What the hell you know about the 740?

Working on my book about America’s opiate epidemic, I’m just back from rural southern Ohio, along the Ohio River, and a town of 20,000, with a lot of abandoned buildings that once housed factories that employed people, called Portsmouth (area code 740).

This is rural heartland America, and it’s looking very rough. Lots of dope.

Heroin in the heartland. Who’d have thought? Depleted white culture. Tough to watch.

I’m not the biggest rap fan, but this video, put out by some Portsmouth kids known as RWR (Raw Word Revival), is pretty much journalism. The new town criers with a post-industrial, post-rural apocalyptic kind of groove.

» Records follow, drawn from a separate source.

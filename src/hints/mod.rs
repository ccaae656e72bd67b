pub mod classifier;
pub mod comparator;

pub use classifier::{label_all, HintLabel};
pub use comparator::compare;
use std::sync::Arc;

use chrono::NaiveDate;
use dashmap::mapref::entry::Entry;
use dashmap::DashMap;
use tokio::sync::mpsc;
use tracing::warn;

use crate::error::GameResult;
use crate::session::Session;
use crate::types::Outcome;

/// (player, day): the address of exactly one session.
#[derive(Debug, Clone, PartialEq, Eq, Hash)]
pub struct SessionKey {
    pub player_id: String,
    pub day: NaiveDate,
}

impl SessionKey {
    pub fn new(player_id: impl Into<String>, day: NaiveDate) -> Self {
        Self { player_id: player_id.into(), day }
    }

    pub fn of(session: &Session) -> Self {
        Self::new(session.player_id(), session.day())
    }
}

// ---------------------------------------------------------------------------
// SessionStore
// ---------------------------------------------------------------------------

/// In-memory sessions keyed by (player, day).
///
/// Mutations run under the DashMap entry guard for their key, so two requests
/// for the same session are serialized while different keys proceed in
/// parallel. Every stored change is queued to the DB writer from inside that
/// guard, which keeps the queue in mutation order per key.
pub struct SessionStore {
    sessions: DashMap<SessionKey, Session>,
    persist_tx: Option<mpsc::Sender<Session>>,
}

impl SessionStore {
    #[cfg(test)]
    pub fn new() -> Arc<Self> {
        Arc::new(Self::default())
    }

    pub fn with_persistence(persist_tx: mpsc::Sender<Session>) -> Arc<Self> {
        Arc::new(Self { sessions: DashMap::new(), persist_tx: Some(persist_tx) })
    }

    pub fn get(&self, key: &SessionKey) -> Option<Session> {
        self.sessions.get(key).map(|s| s.clone())
    }

    /// Insert or replace the session at its own key.
    #[cfg(test)]
    pub fn put(&self, session: Session) {
        self.persist(&session);
        self.sessions.insert(SessionKey::of(&session), session);
    }

    /// Returns the live session for `key`, creating it with `init` only if absent.
    /// The bool is true when this call created it. An existing session is never
    /// replaced, so a player cannot reset their day.
    pub fn get_or_create(&self, key: SessionKey, init: impl FnOnce() -> Session) -> (Session, bool) {
        match self.sessions.entry(key) {
            Entry::Occupied(e) => (e.get().clone(), false),
            Entry::Vacant(e) => {
                let session = init();
                self.persist(&session);
                (e.insert(session).clone(), true)
            }
        }
    }

    /// Read-modify-write one session under its key's lock. `None` if absent.
    /// The change is persisted only when `f` succeeds.
    pub fn update<R>(&self, key: &SessionKey, f: impl FnOnce(&mut Session) -> GameResult<R>) -> Option<GameResult<R>> {
        let mut entry = self.sessions.get_mut(key)?;
        let mut draft = entry.clone();
        let result = f(&mut draft);
        if result.is_ok() {
            if draft != *entry {
                self.persist(&draft);
            }
            *entry = draft;
        }
        Some(result)
    }

    /// Load persisted sessions without re-queuing them for persistence.
    pub fn hydrate(&self, sessions: Vec<Session>) {
        for session in sessions {
            self.sessions.insert(SessionKey::of(&session), session);
        }
    }

    /// Drop sessions from days before `today`. Returns how many were removed.
    pub fn remove_before(&self, today: NaiveDate) -> usize {
        let before = self.sessions.len();
        self.sessions.retain(|key, _| key.day >= today);
        before.saturating_sub(self.sessions.len())
    }

    pub fn len(&self) -> usize {
        self.sessions.len()
    }

    pub fn in_progress_count(&self) -> usize {
        self.sessions
            .iter()
            .filter(|e| e.value().outcome() == Outcome::InProgress)
            .count()
    }

    fn persist(&self, session: &Session) {
        if let Some(tx) = &self.persist_tx {
            if let Err(e) = tx.try_send(session.clone()) {
                warn!(player_id = %session.player_id(), day = %session.day(), "Session persist queue full: {e}");
            }
        }
    }
}

impl Default for SessionStore {
    fn default() -> Self {
        Self { sessions: DashMap::new(), persist_tx: None }
    }
}

// ---------------------------------------------------------------------------
// Tests
// ---------------------------------------------------------------------------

(Turns out they filmed the whole thing on an iPhone. How punk rock/DIY of them….)

(Add: Here’s what you know about the 740 — an excerpt of many comments to this original post.)

What they came up with is certainly truer than all those Nashville country songs about small towns, shit-kicking good old boys working hard and drinking beer on Saturday and in church on Sunday out there in God’s heartland — all of which sounds to me like propaganda.

Actually, I found Portsmouth to be an optimistic kind of place these days, with a lot of new energy and recovery.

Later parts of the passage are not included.